The Defendants in the suit are Homeland Security Secretary Janet Napolitano and
Immigration and Customs Enforcement Director John Morton. President Obama's name
does not appear on the suit.
The Republicans have long claimed that
President Obama introduced the programme for political reasons. They say he
hopes to attract votes from the Hispanic community. Many of the people who will
be eligible to apply for a deferral, the Republicans point out, will be of
Hispanic ethnicity. Mr Kobach says that he informed the Romney campaign that he
would be bringing the lawsuit on behalf of his clients but did not discuss the
case with anyone on Mr Romney's staff.
Mr Kobach is well-known for his
anti-immigration stance in the US. He is best known in the US as the author of
Senate Bill 1070, an Arizona law governing the treatment of suspected illegal
immigrants. The law contains provisions that require state law enforcement
officers to check the papers of anyone that they have stopped if they have
reason to believe he may be an illegal immigrant. Mr Kobach is an advocate of a
policy of 'attrition through enforcement'. This means that the state should
enforce all laws strictly to make life as hard as possible for illegal
immigrants so that they will leave voluntarily.
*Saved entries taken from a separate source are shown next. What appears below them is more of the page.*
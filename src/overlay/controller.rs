use std::sync::Arc;
use std::time::Duration;

use anyhow::{Context, Result};
use log::{debug, warn};
use serde::Serialize;
use tauri::{AppHandle, Emitter};
use tokio::sync::Mutex;

use crate::capture::CaptureContext;
use crate::dispatch::{ActionResult, DispatchOutcome, Dispatcher};
use crate::rules::Rule;
use crate::window::{WindowCoordinator, POPUP_LABEL};

use super::session::{OverlayState, PendingDispatch, Session};

pub const SELECTION_EVENT: &str = "trigger-selection";
pub const STATE_EVENT: &str = "overlay-state";
pub const COPIED_EVENT: &str = "overlay-copied";

/// Keep the "copied" acknowledgement on screen briefly before closing.
const COPY_ACK_MS: u64 = 300;

/// Payload published to the popup when a capture produced candidates.
/// Re-delivery just restarts the session, so the receiver is idempotent.
#[derive(Debug, Clone, Serialize)]
#[serde(rename_all = "camelCase")]
pub struct SelectionPayload {
    pub actions: Vec<Rule>,
    pub captured_text: String,
    pub ai_result: Option<ActionResult>,
}

/// Drives the overlay session: applies state-machine transitions, publishes
/// snapshots to the popup window, and owns the dispatch lifecycle including
/// stale-result rejection.
#[derive(Clone)]
pub struct OverlayController {
    app: AppHandle,
    state: Arc<Mutex<OverlayState>>,
    dispatcher: Arc<Dispatcher>,
    coordinator: WindowCoordinator,
}

impl OverlayController {
    pub fn new(app: AppHandle, dispatcher: Arc<Dispatcher>, coordinator: WindowCoordinator) -> Self {
        Self {
            app,
            state: Arc::new(Mutex::new(OverlayState::new())),
            dispatcher,
            coordinator,
        }
    }

    /// A fresh capture arrived: discard whatever session is in flight and
    /// restart at the candidate strip.
    pub async fn begin_session(&self, context: CaptureContext, candidates: Vec<Rule>) {
        let (session, restarted) = {
            let mut state = self.state.lock().await;
            state.begin(context, candidates)
        };

        if restarted {
            // Back to the compact footprint before any content-driven resize.
            if let Err(err) = self.coordinator.reset_popup() {
                warn!("failed to reset popup size: {err:#}");
            }
        }

        let payload = SelectionPayload {
            actions: session.candidates.clone(),
            captured_text: session.context.text.clone(),
            ai_result: None,
        };
        self.emit(SELECTION_EVENT, &payload);
        self.emit_state(&session);
    }

    pub async fn select(&self, index: usize) {
        let pending = self.state.lock().await.select(index);
        self.after_selection(pending).await;
    }

    pub async fn digit(&self, digit: u8) {
        let pending = self.state.lock().await.digit(digit);
        self.after_selection(pending).await;
    }

    /// Enter key: dispatch the candidate under the keyboard index.
    pub async fn activate(&self) {
        let pending = self.state.lock().await.activate_current();
        self.after_selection(pending).await;
    }

    pub async fn move_selection(&self, delta: i64) {
        let snapshot = {
            let mut state = self.state.lock().await;
            if state.move_selection(delta) {
                state.snapshot()
            } else {
                None
            }
        };
        if let Some(session) = snapshot {
            self.emit_state(&session);
        }
    }

    /// Copy the shown result to the clipboard, acknowledge, then close.
    pub async fn copy_result(&self) -> Result<()> {
        let (text, generation) = {
            let state = self.state.lock().await;
            match (state.result_text(), state.current_generation()) {
                (Some(text), Some(generation)) => (text, generation),
                _ => return Ok(()),
            }
        };

        arboard::Clipboard::new()
            .and_then(|mut clipboard| clipboard.set_text(text))
            .context("failed to write clipboard")?;

        self.emit(COPIED_EVENT, &());

        let this = self.clone();
        tokio::spawn(async move {
            tokio::time::sleep(Duration::from_millis(COPY_ACK_MS)).await;
            let still_current = {
                let state = this.state.lock().await;
                state.current_generation() == Some(generation)
            };
            if still_current {
                this.dismiss().await;
            }
        });

        Ok(())
    }

    /// Escape key, window blur, or close after copy.
    pub async fn dismiss(&self) {
        let snapshot = {
            let mut state = self.state.lock().await;
            if state.dismiss() {
                state.snapshot()
            } else {
                None
            }
        };

        let Some(session) = snapshot else { return };
        self.emit_state(&session);
        if let Err(err) = self.coordinator.set_visible(POPUP_LABEL, false) {
            warn!("failed to hide popup: {err:#}");
        }
    }

    async fn after_selection(&self, pending: Option<PendingDispatch>) {
        let Some(pending) = pending else { return };

        if let Some(session) = self.state.lock().await.snapshot() {
            self.emit_state(&session);
        }

        let this = self.clone();
        tokio::spawn(async move {
            this.run_dispatch(pending).await;
        });
    }

    async fn run_dispatch(&self, pending: PendingDispatch) {
        let generation = pending.generation;
        let outcome = self.dispatcher.dispatch(&pending.rule, &pending.text).await;

        match outcome {
            Ok(DispatchOutcome::Display(result)) => {
                let snapshot = {
                    let mut state = self.state.lock().await;
                    if state.apply_result(generation, result.clone()) {
                        state.snapshot()
                    } else {
                        None
                    }
                };

                match snapshot {
                    Some(session) => {
                        self.emit_state(&session);
                        if let Err(err) = self.coordinator.size_popup_for_result(&result.text) {
                            warn!("failed to resize popup for result: {err:#}");
                        }
                    }
                    None => debug!(
                        "dropping stale dispatch result for generation {generation}"
                    ),
                }
            }
            Ok(DispatchOutcome::CloseOverlay) => {
                let closed = self.state.lock().await.close_if_current(generation);
                if closed {
                    self.dismiss_window_only().await;
                } else {
                    debug!("dropping stale close for generation {generation}");
                }
            }
            Err(err) => {
                // Non-script failures return to the strip so the user can
                // retry; the error itself only reaches the log.
                warn!(
                    "{} action '{}' failed: {err:#}",
                    pending.rule.action.kind_name(),
                    pending.rule.meta.name
                );
                let snapshot = {
                    let mut state = self.state.lock().await;
                    if state.fail_executing(generation) {
                        state.snapshot()
                    } else {
                        None
                    }
                };
                if let Some(session) = snapshot {
                    self.emit_state(&session);
                }
            }
        }
    }

    async fn dismiss_window_only(&self) {
        if let Some(session) = self.state.lock().await.snapshot() {
            self.emit_state(&session);
        }
        if let Err(err) = self.coordinator.set_visible(POPUP_LABEL, false) {
            warn!("failed to hide popup: {err:#}");
        }
    }

    fn emit_state(&self, session: &Session) {
        self.emit(STATE_EVENT, session);
    }

    fn emit<P: Serialize + Clone>(&self, event: &str, payload: &P) {
        if let Err(err) = self.app.emit_to(POPUP_LABEL, event, payload.clone()) {
            warn!("failed to emit {event}: {err}");
        }
    }
}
The policy is also sometimes
referred to as 'self-deportation'.
On Tuesday 21st August 2012 Mr Kobach
persuaded the Romney campaign to adopt a hard-line anti-immigrant stance to put
before Republican Party delegates at the party's National Congress which will
begin in Tampa, Florida on Monday 27th August. In particular, Mr Kobach has
persuaded Romney to support the efforts of state governments to deal with
illegal immigrants; that is, to support Senate Bill 1070.
Mr Kobach told
Fox News yesterday that 'the Obama administration has ordered federal law
enforcement agents to break the law, to ignore the laws that they're supposed to
enforce and, in the case of the ICE officers, to actually break federal laws
that say you're supposed to deport certain people. And in each case, the Obama
administration seems to be doing so for political reasons.'
On Tuesday, a
spokesman for the Romney campaign said that the Romney camp was hoping to
attract 38% of Hispanic votes in the election in November. At present, polling
suggests that Romney's Republicans have 28% Hispanic support compared to
President Obama's 63%.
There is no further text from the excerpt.